Si j’avais été un soldat vulgaire, incapable d’apprécier un péril sans gloire, peut-être aurais-je vu, avec tranquillité, des hommes qui n’avaient pas plus de titre que moi à se sauver, occuper la position la plus avantageuse et me la refuser ; mais la réflexion, l’idée d’un danger imminent et, le dirai-je, le dépit, me firent prendre une résolution désespérée.
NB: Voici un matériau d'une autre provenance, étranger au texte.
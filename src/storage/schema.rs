//! Database schema definitions
//!
//! This module contains all SQL schema definitions for the Gongmo database.

/// SQL schema for the database
pub const SCHEMA_SQL: &str = r#"
-- Listing records, one row per contest per site
CREATE TABLE IF NOT EXISTS contests (
    source TEXT NOT NULL,
    id TEXT NOT NULL,
    title TEXT NOT NULL,
    d_day TEXT NOT NULL,
    host TEXT NOT NULL,
    url TEXT NOT NULL,
    category TEXT NOT NULL,
    created_at TEXT NOT NULL,
    first_seen_at TEXT NOT NULL,
    updated_at TEXT NOT NULL,
    PRIMARY KEY (source, id)
);

CREATE INDEX IF NOT EXISTS idx_contests_first_seen ON contests(first_seen_at);

-- Track listing crawl runs
CREATE TABLE IF NOT EXISTS crawl_runs (
    id INTEGER PRIMARY KEY AUTOINCREMENT,
    started_at TEXT NOT NULL,
    finished_at TEXT,
    config_hash TEXT NOT NULL,
    source TEXT NOT NULL,
    pages INTEGER NOT NULL DEFAULT 0,
    records INTEGER NOT NULL DEFAULT 0,
    errors INTEGER NOT NULL DEFAULT 0
);
"#;

/// Initializes the database schema
pub fn initialize_schema(conn: &rusqlite::Connection) -> Result<(), rusqlite::Error> {
    conn.execute_batch(SCHEMA_SQL)?;
    Ok(())
}
//! URL handling module for Gongmo
//!
//! This module resolves hrefs found on listing and detail pages against a
//! site's base origin, builds page URLs from the fixed path templates, and
//! validates record identifiers.

mod resolve;

pub use resolve::{is_secure_absolute, resolve_href, resolve_root_relative};

use crate::{UrlError, UrlResult};
use url::Url;

/// Parses a configured base origin, accepting only http and https
///
/// # Examples
///
/// ```
/// use gongmo::url::parse_base;
///
/// let base = parse_base("https://www.wevity.com/").unwrap();
/// assert_eq!(base.as_str(), "https://www.wevity.com/");
/// ```
pub fn parse_base(base: &str) -> UrlResult<Url> {
    let url = Url::parse(base.trim()).map_err(|e| UrlError::Parse(e.to_string()))?;

    if url.scheme() != "http" && url.scheme() != "https" {
        return Err(UrlError::InvalidScheme(format!(
            "Only HTTP and HTTPS schemes are supported, got: {}",
            url.scheme()
        )));
    }

    Ok(url)
}

/// Builds `{base}{path_and_query}` where the template starts with `/`
pub fn build_page_url(base: &Url, path_and_query: &str) -> UrlResult<Url> {
    let origin = base.as_str().trim_end_matches('/');
    Url::parse(&format!("{}{}", origin, path_and_query)).map_err(|e| UrlError::Parse(e.to_string()))
}

/// Accepts only identifiers made entirely of ASCII digits
pub fn ensure_numeric_id(id: &str) -> UrlResult<&str> {
    let id = id.trim();
    if !id.is_empty() && id.bytes().all(|b| b.is_ascii_digit()) {
        Ok(id)
    } else {
        Err(UrlError::InvalidId(id.to_string()))
    }
}

#[cfg(test)]
mod tests {
    use super::*;

    #[test]
    fn test_parse_base_rejects_other_schemes() {
        assert!(parse_base("https://www.allforyoung.com").is_ok());
        assert!(matches!(
            parse_base("ftp://example.com"),
            Err(UrlError::InvalidScheme(_))
        ));
        assert!(matches!(parse_base("not a url"), Err(UrlError::Parse(_))));
    }

    #[test]
    fn test_build_page_url() {
        let base = parse_base("https://www.allforyoung.com/").unwrap();
        let url = build_page_url(&base, "/posts/contest?page=3").unwrap();
        assert_eq!(url.as_str(), "https://www.allforyoung.com/posts/contest?page=3");

        let base = parse_base("https://www.wevity.com").unwrap();
        let url = build_page_url(&base, "/?c=find&s=1&gbn=view&ix=91234").unwrap();
        assert_eq!(url.as_str(), "https://www.wevity.com/?c=find&s=1&gbn=view&ix=91234");
    }

    #[test]
    fn test_ensure_numeric_id() {
        assert_eq!(ensure_numeric_id("78105").unwrap(), "78105");
        assert_eq!(ensure_numeric_id(" 42 ").unwrap(), "42");
        assert!(ensure_numeric_id("").is_err());
        assert!(ensure_numeric_id("12a").is_err());
        assert!(ensure_numeric_id("../admin").is_err());
        assert!(ensure_numeric_id("١٢").is_err());
    }
}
Décidé à braver la mort, après être resté quelque temps sur le radeau, je me jette à la nage ; je lutte une heure contre les flots, et je regagne la frégate, sans espoir de salut et dans le seul but de quitter une place ou mon sort était aisé à prévoir, et où il m’était impossible de résister plus longtemps à la pression des hommes

  1. M. Correard, en donnant la construction du radeau (relation, pag. 80, ligne 7), s’exprime ainsi : Le devant du radeau, cette partie antérieure, n’offrait que très peu de solidité, et était continuellement submergée ; le derrière ne se terminait pas en pointe, comme le devant ; mais, une assez longue étendue de cette partie ne jouissait pas d’une solidité plus grande ; en sorte qu’il n’y avait que le centre sur lequel on pût réellement compter.